Große Tragödie im Hunsrückort Simmern. Eine riesige Rauchsäule ist kilometerweit sichtbar. In der Saarstraße steht am Sonntagnachmittag (17.01.2021) ein Wohnhaus innerhalb von kurzer Zeit im kompletten Vollbrand. Eine ältere Bewohnerin des Hauses wird vom Nachbar in letzter Minute aus dem Haus gerettet. Beide erleiden leichte Rauchgasvergiftungen und kommen in ein Krankenhaus.

Nach Angaben von Nachbarn, hat man die ersten Flammen im Kellerbereich und dem Erdgeschoss wahrgenommen. In rasender Geschwindigkeit haben sich die Flammen auf das ganze Gebäude ausgebreitet.

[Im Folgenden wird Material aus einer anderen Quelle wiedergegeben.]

use super::{
    AddressPool, JobStore, LockStore, NewOrder, OrderRecord, OrderStore, PaidOutcome, StoreError,
};
use crate::amount::ReservationKey;
use crate::entities::JobStatus;
use crate::entities::order_records::{
    DeleteOrder, GetOrderByExternalId, GetOrderByTradeId, InsertOrder, MarkOrderExpired,
    MarkOrderPaid, RecordCallbackAttempt,
};
use crate::entities::queue_jobs::{
    ClaimNextJob, CompleteJob, EnqueueJob, FailJob, GetJob, NewJob, PurgeFinishedJobs, QueueJob,
    RequeueStaleJobs,
};
use crate::entities::receiving_address::{
    GetEnabledAddresses, ReceivingAddress, SetAddressEnabled, UpdateAddressBalance, UpsertAddress,
};
use crate::entities::reservations::{
    HasLiveReservation, LookupReservation, PurgeExpiredReservations, ReleaseReservation,
    ReserveSlot,
};
use crate::framework::{DatabaseProcessor, is_unique_violation};
use async_trait::async_trait;
use kanau::processor::Processor;
use paywatch_sdk::objects::ChainType;
use rust_decimal::Decimal;
use sqlx::PgPool;
use std::time::Duration;
use time::OffsetDateTime;

/// All store traits on top of one Postgres pool.
#[derive(Debug, Clone)]
pub struct PgStore {
    db: DatabaseProcessor,
}

impl PgStore {
    pub fn new(pool: PgPool) -> Self {
        Self {
            db: DatabaseProcessor::new(pool),
        }
    }

    pub fn pool(&self) -> &PgPool {
        &self.db.pool
    }
}

#[async_trait]
impl LockStore for PgStore {
    async fn reserve(
        &self,
        key: &ReservationKey,
        trade_id: &str,
        ttl: Duration,
    ) -> Result<(), StoreError> {
        let inserted = self
            .db
            .process(ReserveSlot {
                key: key.clone(),
                value: trade_id.to_string(),
                ttl,
            })
            .await?;
        if inserted {
            Ok(())
        } else {
            Err(StoreError::AlreadyReserved)
        }
    }

    async fn release(&self, key: &ReservationKey) -> Result<(), StoreError> {
        self.db
            .process(ReleaseReservation { key: key.clone() })
            .await?;
        Ok(())
    }

    async fn lookup(&self, key: &ReservationKey) -> Result<Option<String>, StoreError> {
        Ok(self
            .db
            .process(LookupReservation { key: key.clone() })
            .await?)
    }

    async fn has_live_reservation(
        &self,
        address: &str,
        chain: ChainType,
    ) -> Result<bool, StoreError> {
        Ok(self
            .db
            .process(HasLiveReservation {
                address: address.to_string(),
                chain,
            })
            .await?)
    }

    async fn purge_expired(&self) -> Result<u64, StoreError> {
        Ok(self.db.process(PurgeExpiredReservations).await?)
    }
}

#[async_trait]
impl OrderStore for PgStore {
    async fn insert_order(&self, order: NewOrder) -> Result<OrderRecord, StoreError> {
        let external_order_id = order.external_order_id.clone();
        match self.db.process(InsertOrder { order }).await {
            Ok(record) => Ok(record),
            Err(e) if is_unique_violation(&e) => Err(StoreError::DuplicateOrder(external_order_id)),
            Err(e) => Err(e.into()),
        }
    }

    async fn get_by_trade_id(&self, trade_id: &str) -> Result<Option<OrderRecord>, StoreError> {
        Ok(self
            .db
            .process(GetOrderByTradeId {
                trade_id: trade_id.to_string(),
            })
            .await?)
    }

    async fn get_by_external_id(
        &self,
        external_order_id: &str,
    ) -> Result<Option<OrderRecord>, StoreError> {
        Ok(self
            .db
            .process(GetOrderByExternalId {
                external_order_id: external_order_id.to_string(),
            })
            .await?)
    }

    async fn mark_paid(
        &self,
        trade_id: &str,
        tx_hash: &str,
        follow_ups: Vec<NewJob>,
    ) -> Result<PaidOutcome, StoreError> {
        Ok(self
            .db
            .process(MarkOrderPaid {
                trade_id: trade_id.to_string(),
                tx_hash: tx_hash.to_string(),
                follow_ups,
            })
            .await?)
    }

    async fn mark_expired(&self, trade_id: &str) -> Result<bool, StoreError> {
        Ok(self
            .db
            .process(MarkOrderExpired {
                trade_id: trade_id.to_string(),
            })
            .await?)
    }

    async fn delete_order(&self, trade_id: &str) -> Result<(), StoreError> {
        Ok(self
            .db
            .process(DeleteOrder {
                trade_id: trade_id.to_string(),
            })
            .await?)
    }

    async fn record_callback_attempt(
        &self,
        trade_id: &str,
        acknowledged: bool,
    ) -> Result<(), StoreError> {
        Ok(self
            .db
            .process(RecordCallbackAttempt {
                trade_id: trade_id.to_string(),
                acknowledged,
            })
            .await?)
    }
}

#[async_trait]
impl AddressPool for PgStore {
    async fn enabled_addresses(
        &self,
        chain: ChainType,
    ) -> Result<Vec<ReceivingAddress>, StoreError> {
        Ok(self.db.process(GetEnabledAddresses { chain }).await?)
    }

    async fn upsert_address(
        &self,
        address: &str,
        chain: ChainType,
        remark: &str,
    ) -> Result<(), StoreError> {
        Ok(self
            .db
            .process(UpsertAddress {
                address: address.to_string(),
                chain,
                remark: remark.to_string(),
            })
            .await?)
    }

    async fn set_enabled(
        &self,
        address: &str,
        chain: ChainType,
        enabled: bool,
    ) -> Result<bool, StoreError> {
        Ok(self
            .db
            .process(SetAddressEnabled {
                address: address.to_string(),
                chain,
                enabled,
            })
            .await?)
    }

    async fn update_balance(
        &self,
        address: &str,
        chain: ChainType,
        balance: Decimal,
    ) -> Result<bool, StoreError> {
        Ok(self
            .db
            .process(UpdateAddressBalance {
                address: address.to_string(),
                chain,
                balance,
            })
            .await?)
    }
}

#[async_trait]
impl JobStore for PgStore {
    async fn enqueue(&self, job: NewJob) -> Result<i64, StoreError> {
        Ok(self.db.process(EnqueueJob { job }).await?)
    }

    async fn claim_next(
        &self,
        queue_name: &str,
        now: OffsetDateTime,
    ) -> Result<Option<QueueJob>, StoreError> {
        Ok(self
            .db
            .process(ClaimNextJob {
                queue_name: queue_name.to_string(),
                now,
            })
            .await?)
    }

    async fn complete(&self, id: i64) -> Result<(), StoreError> {
        if self.db.process(CompleteJob { id }).await? {
            Ok(())
        } else {
            Err(StoreError::NotFound)
        }
    }

    async fn fail(&self, id: i64, backoff_unit: Duration) -> Result<JobStatus, StoreError> {
        self.db
            .process(FailJob { id, backoff_unit })
            .await?
            .ok_or(StoreError::NotFound)
    }

    async fn get_job(&self, id: i64) -> Result<Option<QueueJob>, StoreError> {
        Ok(self.db.process(GetJob { id }).await?)
    }

    async fn requeue_stale(&self, older_than: OffsetDateTime) -> Result<u64, StoreError> {
        Ok(self.db.process(RequeueStaleJobs { older_than }).await?)
    }

    async fn purge_finished(&self, older_than: OffsetDateTime) -> Result<u64, StoreError> {
        Ok(self.db.process(PurgeFinishedJobs { older_than }).await?)
    }
}
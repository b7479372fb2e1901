//! Validated runtime configuration.
//!
//! The server crate parses the TOML file and converts it into these types;
//! nothing in here touches the filesystem.

mod api_keys;
mod notify;
mod payment;
mod queue;
mod wallet;

pub use api_keys::ApiKeysConfig;
pub use notify::{NotifyConfig, TelegramConfig};
pub use payment::{PaymentConfig, ReconcileConfig};
pub use queue::{MaintenanceConfig, QUEUE_CRITICAL, QUEUE_DEFAULT, QUEUE_LOW, QueueConfig};
pub use wallet::SeedAddress;

/// Everything the core needs to run, grouped by section.
#[derive(Debug, Clone, Default)]
pub struct CoreConfig {
    pub payment: PaymentConfig,
    pub reconcile: ReconcileConfig,
    pub queue: QueueConfig,
    pub maintenance: MaintenanceConfig,
    pub notify: NotifyConfig,
    pub api_keys: ApiKeysConfig,
    pub addresses: Vec<SeedAddress>,
}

Nach Aufbau der Wasserversorgung begannen umgehend die Löscharbeiten. Im Außenangriff mit mehreren Strahlrohen und einer Drehleiter wurden die Flammen bekämpft. Jedoch brannte das Haus komplett aus.

Nachdem die Einsatzkräfte festgestellt hatten, dass zu dem Gebäude eine Gasleitung gehört wurden die Löschmaßnahmen gänzlich eingestellt und nur noch ein Übergreifen der Flammen auf andere Wohnhäuser verhindert. Das Haus wurde kontrolliert abbrennen gelassen.

Nachdem das Feuer aus war, musste auch das komplette Wohnhaus mit einem Bagger abgerissen werden. Die ältere Bewohnerin hat innerhalb weniger Minuten ihr komplettes Hab und Gut verloren.

Das DRK baute Zelte zur Versorgung der Einsatzkräfte auf, da sich der Einsatz über mehrere Stunden hinzog. Nach Angaben der Feuerwehr entstand ein Sachschaden von über 200.000 Euro. Zur Brandursache können noch keine genauen Angaben gemacht werden.

Im Einsatz waren knapp 100 Kräfte der umliegenden Feuerwehren, des DRK und die Polizei.